As consequências a longo prazo da persistência da fuga de cérebros no Brasil
Enviada em 14/05/2022
Marcos pontes, astronauta brasileiro, em uma de suas entrevista disse que o estudo e o conhecimento é uma das principais formas de se obter sucesso na vida acadêmica. No entanto, a questão das consequências a longo prazo da persistência da fuga de cérebros no Brasil é um mal que tem afetado grande parte da sociedade. Posto isto, a fim de encontrar uma medida para esse impasse, convém analisar duas principais causas do problema: a falta de investimentos governamentais tanto na ciência quanto nas estruturas educacionais do país.
Diante desse cenário, é possível destacar que a ciência tanto no mundo quanto no Brasil é uma das principais formas de evoluir educacionalmente e isso vem sendo negligenciado pelo governo brasileiro. Sob esse viés, segundo o portal de notícias BBC, vários docentes e pesquisadores estão deixando o país para uma maior amplitude em suas pesquisas, uma vez que a falta de verbas em pesquisas é uma das principais causas para esse acontecimento. Desse modo, é importantíssimo que as estruturas governamentais ajam o mais rápido possível para solucionar esses problemas, aplicando verbas de forma mais estratégica na educação.
Além disso, para ter uma educação em pesquisa e extensão é de suma importância uma estrutura altamente compatível com os meios de pesquisas, haja vista o que mais chama atenção nos cientistas brasileiros no exterior é o grande porte estruturais em outros países. Com isso, de acordo com o portal G1, de 2016 a 2019 o Ministério da Ciência, Tecnologia e inovações pederam mais que a metade dos recursos e vem sofrendo mais cortes, isso mostra o quão difícil está a vida de quem passou a vida toda pesquisando e trabalhando na revolução da ciência do país. Logo, é inaceitável que, mesmo com altos impostos pagos pela sociedade no Brasil, o governo não possa investir mais na educação brasileira.
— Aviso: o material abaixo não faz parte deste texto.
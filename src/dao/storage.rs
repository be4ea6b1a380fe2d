use std::error::Error;
use thiserror::Error;

/// Result alias for storage operations.
pub type StorageResult<T> = Result<T, StorageError>;

/// Error raised by storage backends regardless of the underlying database.
#[derive(Debug, Error)]
pub enum StorageError {
    /// Backend could not be reached or rejected the request.
    #[error("storage unavailable: {message}")]
    Unavailable {
        /// Human readable context.
        message: String,
        /// Backend failure.
        #[source]
        source: Box<dyn Error + Send + Sync>,
    },
    /// A compare-and-swap write kept losing against concurrent writers.
    #[error("write contention on `{key}` after {attempts} attempts")]
    Contention {
        /// Document key that could not be updated.
        key: String,
        /// Number of attempts made before giving up.
        attempts: u32,
    },
}

impl StorageError {
    /// Construct an unavailable error from any backend failure.
    pub fn unavailable(message: String, source: impl Error + Send + Sync + 'static) -> Self {
        StorageError::Unavailable {
            message,
            source: Box::new(source),
        }
    }
}
//! Decides whether a fixture gets a chat room and whether it is open right now.
//!
//! Everything here is a pure function of the fixture metadata and the supplied
//! instant, so identical inputs always produce identical routing.

use serde::{Deserialize, Serialize};
use time::{Duration, OffsetDateTime};
use utoipa::ToSchema;

use super::fixture::{Fixture, League};

/// Chat opens this long before kickoff.
pub const OPENS_BEFORE_KICKOFF: Duration = Duration::minutes(45);
/// Chat closes this long after kickoff, whatever the reported status.
pub const CLOSES_AFTER_KICKOFF: Duration = Duration::minutes(130);

/// Whether a chat room is reachable at a given instant.
#[derive(Debug, Clone, Copy, PartialEq, Eq, Serialize, ToSchema)]
#[serde(rename_all = "snake_case")]
pub enum AccessState {
    NotYetEligible,
    Open,
    Closed,
}

/// Screen a client should show for a fixture.
#[derive(Debug, Clone, Copy, PartialEq, Eq, Serialize, ToSchema)]
#[serde(rename_all = "snake_case")]
pub enum ChatRoute {
    Preview,
    LiveRoom,
    Summary,
}

impl From<AccessState> for ChatRoute {
    fn from(state: AccessState) -> Self {
        match state {
            AccessState::NotYetEligible => ChatRoute::Preview,
            AccessState::Open => ChatRoute::LiveRoom,
            AccessState::Closed => ChatRoute::Summary,
        }
    }
}

/// Time span during which a fixture's room accepts viewers.
#[derive(Debug, Clone, Copy, PartialEq, Eq)]
pub struct ChatAccessWindow {
    pub opens_at: OffsetDateTime,
    pub closes_at: OffsetDateTime,
    pub eligible: bool,
    pub state: AccessState,
}

/// League reference in the eligibility lists. Matches by provider id when one
/// is given, and by case-insensitive name otherwise.
#[derive(Debug, Clone, PartialEq, Eq, Deserialize)]
pub struct LeagueRule {
    #[serde(default)]
    pub id: Option<u64>,
    pub name: String,
}

impl LeagueRule {
    fn new(id: u64, name: &str) -> Self {
        Self {
            id: Some(id),
            name: name.to_string(),
        }
    }

    fn matches(&self, league: &League) -> bool {
        self.id.is_some_and(|id| id == league.id) || same_name(&self.name, &league.name)
    }
}

/// Teams that make any fixture of a given league worth a room.
#[derive(Debug, Clone, PartialEq, Eq, Deserialize)]
pub struct MarqueeRule {
    pub league: LeagueRule,
    pub teams: Vec<String>,
}

/// Lists deciding which fixtures are chat-eligible.
#[derive(Debug, Clone, PartialEq, Eq, Deserialize)]
pub struct EligibilityRules {
    pub top_leagues: Vec<LeagueRule>,
    pub major_tournaments: Vec<LeagueRule>,
    pub priority_teams: Vec<String>,
    pub rivalries: Vec<(String, String)>,
    pub marquee: Vec<MarqueeRule>,
}

impl Default for EligibilityRules {
    fn default() -> Self {
        fn names(list: &[&str]) -> Vec<String> {
            list.iter().map(|name| name.to_string()).collect()
        }
        fn pair(a: &str, b: &str) -> (String, String) {
            (a.to_string(), b.to_string())
        }

        Self {
            top_leagues: vec![
                LeagueRule::new(39, "Premier League"),
                LeagueRule::new(140, "La Liga"),
                LeagueRule::new(135, "Serie A"),
                LeagueRule::new(78, "Bundesliga"),
            ],
            major_tournaments: vec![
                LeagueRule::new(1, "World Cup"),
                LeagueRule::new(2, "UEFA Champions League"),
                LeagueRule::new(3, "UEFA Europa League"),
                LeagueRule::new(848, "UEFA Europa Conference League"),
                LeagueRule::new(4, "Euro Championship"),
                LeagueRule::new(9, "Copa America"),
                LeagueRule::new(6, "Africa Cup of Nations"),
            ],
            priority_teams: names(&[
                "Real Madrid",
                "Barcelona",
                "Atletico Madrid",
                "Manchester United",
                "Manchester City",
                "Liverpool",
                "Arsenal",
                "Chelsea",
                "Tottenham",
                "Bayern Munich",
                "Borussia Dortmund",
                "Juventus",
                "AC Milan",
                "Inter",
            ]),
            rivalries: vec![
                pair("Boca Juniors", "River Plate"),
                pair("Celtic", "Rangers"),
                pair("Fenerbahce", "Galatasaray"),
                pair("Flamengo", "Fluminense"),
                pair("Al Ahly", "Zamalek"),
                pair("Club America", "Guadalajara Chivas"),
            ],
            marquee: vec![
                MarqueeRule {
                    league: LeagueRule::new(61, "Ligue 1"),
                    teams: names(&["Paris Saint Germain", "Marseille"]),
                },
                MarqueeRule {
                    league: LeagueRule::new(88, "Eredivisie"),
                    teams: names(&["Ajax", "PSV Eindhoven", "Feyenoord"]),
                },
                MarqueeRule {
                    league: LeagueRule::new(94, "Primeira Liga"),
                    teams: names(&["Benfica", "FC Porto", "Sporting CP"]),
                },
                MarqueeRule {
                    league: LeagueRule::new(253, "Major League Soccer"),
                    teams: names(&["Inter Miami"]),
                },
            ],
        }
    }
}

fn same_name(a: &str, b: &str) -> bool {
    a.trim().eq_ignore_ascii_case(b.trim())
}

fn contains_name(list: &[String], name: &str) -> bool {
    list.iter().any(|candidate| same_name(candidate, name))
}

/// Stateless gate in front of the chat rooms.
#[derive(Debug, Clone, Default)]
pub struct ChatAccessController {
    rules: EligibilityRules,
}

impl ChatAccessController {
    pub fn new(rules: EligibilityRules) -> Self {
        Self { rules }
    }

    /// Whether the fixture deserves a chat room at all.
    pub fn is_eligible(&self, fixture: &Fixture) -> bool {
        let rules = &self.rules;
        let home = fixture.home.name.as_str();
        let away = fixture.away.name.as_str();

        rules.top_leagues.iter().any(|rule| rule.matches(&fixture.league))
            || rules
                .major_tournaments
                .iter()
                .any(|rule| rule.matches(&fixture.league))
            || contains_name(&rules.priority_teams, home)
            || contains_name(&rules.priority_teams, away)
            || rules.rivalries.iter().any(|(a, b)| {
                (same_name(a, home) && same_name(b, away))
                    || (same_name(a, away) && same_name(b, home))
            })
            || rules.marquee.iter().any(|rule| {
                rule.league.matches(&fixture.league)
                    && (contains_name(&rule.teams, home) || contains_name(&rule.teams, away))
            })
    }

    /// Full access window for `fixture` at `now`.
    pub fn can_enable_chat(&self, fixture: &Fixture, now: OffsetDateTime) -> ChatAccessWindow {
        let opens_at = fixture.kickoff - OPENS_BEFORE_KICKOFF;
        let closes_at = fixture.kickoff + CLOSES_AFTER_KICKOFF;
        let eligible = self.is_eligible(fixture);

        let state = if now < opens_at {
            AccessState::NotYetEligible
        } else if now <= closes_at && eligible {
            AccessState::Open
        } else {
            AccessState::Closed
        };

        ChatAccessWindow {
            opens_at,
            closes_at,
            eligible,
            state,
        }
    }

    pub fn route(&self, fixture: &Fixture, now: OffsetDateTime) -> ChatRoute {
        self.can_enable_chat(fixture, now).state.into()
    }
}

/// Chat room key of a fixture.
pub fn room_id_for(fixture_id: u64) -> String {
    format!("match:{fixture_id}")
}

#[cfg(test)]
mod tests {
    use time::macros::datetime;

    use super::*;
    use crate::state::fixture::{FixtureStatus, Score, TeamRef};

    fn fixture(league: (u64, &str), home: &str, away: &str) -> Fixture {
        Fixture {
            id: 7,
            home: TeamRef {
                id: 1,
                name: home.into(),
                logo: None,
            },
            away: TeamRef {
                id: 2,
                name: away.into(),
                logo: None,
            },
            league: League {
                id: league.0,
                name: league.1.into(),
                country: None,
            },
            kickoff: datetime!(2026-01-11 15:00 UTC),
            status: FixtureStatus::NotStarted,
            elapsed: None,
            goals: Score::default(),
            venue: None,
        }
    }

    fn premier_league() -> Fixture {
        fixture((39, "Premier League"), "Everton", "Fulham")
    }

    #[test]
    fn window_boundaries_around_kickoff() {
        let controller = ChatAccessController::default();
        let fixture = premier_league();

        let at = |now| controller.can_enable_chat(&fixture, now).state;
        assert_eq!(at(datetime!(2026-01-11 14:16 UTC)), AccessState::Open);
        assert_eq!(at(datetime!(2026-01-11 14:15 UTC)), AccessState::Open);
        assert_eq!(at(datetime!(2026-01-11 14:14 UTC)), AccessState::NotYetEligible);
        assert_eq!(at(datetime!(2026-01-11 17:10 UTC)), AccessState::Open);
        assert_eq!(at(datetime!(2026-01-11 17:20 UTC)), AccessState::Closed);

        let window = controller.can_enable_chat(&fixture, datetime!(2026-01-11 12:00 UTC));
        assert_eq!(window.opens_at, datetime!(2026-01-11 14:15 UTC));
        assert_eq!(window.closes_at, datetime!(2026-01-11 17:10 UTC));
    }

    #[test]
    fn closes_even_when_provider_still_reports_live() {
        let controller = ChatAccessController::default();
        let mut fixture = premier_league();
        fixture.status = FixtureStatus::SecondHalf;
        let window = controller.can_enable_chat(&fixture, datetime!(2026-01-11 17:30 UTC));
        assert_eq!(window.state, AccessState::Closed);
    }

    #[test]
    fn ligue_one_without_priority_teams_is_ineligible() {
        let controller = ChatAccessController::default();
        let fixture = fixture((61, "Ligue 1"), "Lens", "Lille");

        for now in [
            datetime!(2026-01-11 13:00 UTC),
            datetime!(2026-01-11 15:00 UTC),
            datetime!(2026-01-11 18:00 UTC),
        ] {
            let window = controller.can_enable_chat(&fixture, now);
            assert!(!window.eligible);
            assert_ne!(window.state, AccessState::Open);
        }
    }

    #[test]
    fn eligibility_sources() {
        let controller = ChatAccessController::default();
        assert!(controller.is_eligible(&fixture((2, "UEFA Champions League"), "Celtic", "Porto")));
        assert!(controller.is_eligible(&fixture((999, "Friendlies"), "  real madrid ", "X")));
        assert!(controller.is_eligible(&fixture((500, "Liga Profesional"), "River Plate", "Boca Juniors")));
        assert!(controller.is_eligible(&fixture((61, "Ligue 1"), "Lens", "Paris Saint Germain")));
        assert!(controller.is_eligible(&fixture((0, "serie a"), "Lecce", "Empoli")));
        assert!(!controller.is_eligible(&fixture((88, "Eredivisie"), "Twente", "Utrecht")));
    }

    #[test]
    fn routing_follows_the_clock() {
        let controller = ChatAccessController::default();
        let fixture = premier_league();
        let kickoff = fixture.kickoff;

        assert_eq!(controller.route(&fixture, kickoff - Duration::minutes(50)), ChatRoute::Preview);
        assert_eq!(controller.route(&fixture, kickoff - Duration::minutes(10)), ChatRoute::LiveRoom);
        assert_eq!(controller.route(&fixture, kickoff + Duration::minutes(150)), ChatRoute::Summary);
        assert_eq!(
            controller.route(&fixture, kickoff - Duration::minutes(10)),
            controller.route(&fixture, kickoff - Duration::minutes(10))
        );
    }
}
Portanto, marcos necessitou de ciência para chegar no espaço e sem ela não há revoluções. Assim, o governo federal deve criar leis para priorizar a educação, por meio de verbas anuais específica para ciência de ponta, com auxílio de grandes economistas educacionais, ONG’s e empresas público-privadas. Espera-se, com isso, cientistas com mais oportunidades em realizar seus trabalhos em seu próprio pais com suportes de qualidade e de ponta.